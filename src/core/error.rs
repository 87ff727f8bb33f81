// This module defines error types for the kiln backend using the thiserror crate for
// idiomatic Rust error handling. CompileError is the main error enum covering the
// fatal failure class of the engine: contract violations between the front end and
// the instruction selector (requesting the destination of a destination-less
// instruction, redirecting a built instruction), allocator exhaustion, broken
// register/value ownership, failed call-boundary evacuation and unsupported operand
// combinations. Each variant carries relevant context (operation names, register
// names, error reasons) for debugging. The module also provides CompileResult<T> as
// a convenience type alias for Result<T, CompileError>. Expected architecture
// constraint misses are not errors; they are plain boolean results at their call
// sites and the caller falls back to an explicit move.

//! Error types for the kiln backend.
//!
//! Using thiserror for more idiomatic error handling.

use thiserror::Error;

/// Main error type for function lowering.
///
/// Every variant is a compiler-bug class failure: it aborts the current
/// function and is never caught and patched over, because any code generated
/// past it would be unsound.
#[derive(Error, Debug)]
pub enum CompileError {
    #[error("Instruction {instruction} does not have a destination")]
    NoDestination {
        instruction: String,
    },

    #[error("Register allocation failed: {reason}")]
    RegisterAllocation {
        reason: String,
    },

    #[error("Register {register} is already claimed by another live value")]
    RegisterConflict {
        register: String,
    },

    #[error("Register evacuation failed")]
    EvacuationFailed,

    #[error("Redirection was requested after the instruction was built")]
    RedirectAfterBuild,

    #[error("Missing {name} register")]
    MissingRegister {
        name: String,
    },

    #[error("Unsupported operation: {reason}")]
    Unsupported {
        reason: String,
    },

    #[error("Code generation failed: {reason}")]
    CodeGeneration {
        reason: String,
    },

    #[error("Invalid value: {reason}")]
    InvalidValue {
        reason: String,
    },

    #[error("Scope error: {reason}")]
    Scope {
        reason: String,
    },
}

/// Result type alias for lowering operations.
pub type CompileResult<T> = Result<T, CompileError>;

--

### [TASK DETAILS]
All entries above are to be copied exactly, with none left out.

### [EXERCISE RESPONSE]
filename src/core/error.rs
repository 87ff727f8bb33f81
// This module defines error types for the kiln backend using the thiserror crate for
// idiomatic Rust error handling. CompileError is the main error enum covering the
// fatal failure class of the engine: contract violations between the front end and
// the instruction selector (requesting the destination of a destination-less
// instruction, redirecting a built instruction), allocator exhaustion, broken
// register/value ownership, failed call-boundary evacuation and unsupported operand
// combinations. Each variant carries relevant context (operation names, register
// names, error reasons) for debugging. The module also provides CompileResult<T> as
// a convenience type alias for Result<T, CompileError>. Expected architecture
// constraint misses are not errors; they are plain boolean results at their call
// sites and the caller falls back to an explicit move.

//! Error types for the kiln backend.
//!
//! Using thiserror for more idiomatic error handling.

use thiserror::Error;

/// Main error type for function lowering.
///
/// Every variant is a compiler-bug class failure: it aborts the current
/// function and is never caught and patched over, because any code generated
/// past it would be unsound.
#[derive(Error, Debug)]
pub enum CompileError {
    #[error("Instruction {instruction} does not have a destination")]
    NoDestination {
        instruction: String,
    },

    #[error("Register allocation failed: {reason}")]
    RegisterAllocation {
        reason: String,
    },

    #[error("Register {register} is already claimed by another live value")]
    RegisterConflict {
        register: String,
    },

    #[error("Register evacuation failed")]
    EvacuationFailed,

    #[error("Redirection was requested after the instruction was built")]
    RedirectAfterBuild,

    #[error("Missing {name} register")]
    MissingRegister {
        name: String,
    },

    #[error("Unsupported operation: {reason}")]
    Unsupported {
        reason: String,
    },

    #[error("Code generation failed: {reason}")]
    CodeGeneration {
        reason: String,
    },

    #[error("Invalid value: {reason}")]
    InvalidValue {
        reason: String,
    },

    #[error("Scope error: {reason}")]
    Scope {
        reason: String,
    },
}

/// Result type alias for lowering operations.
pub type CompileResult<T> = Result<T, CompileError>;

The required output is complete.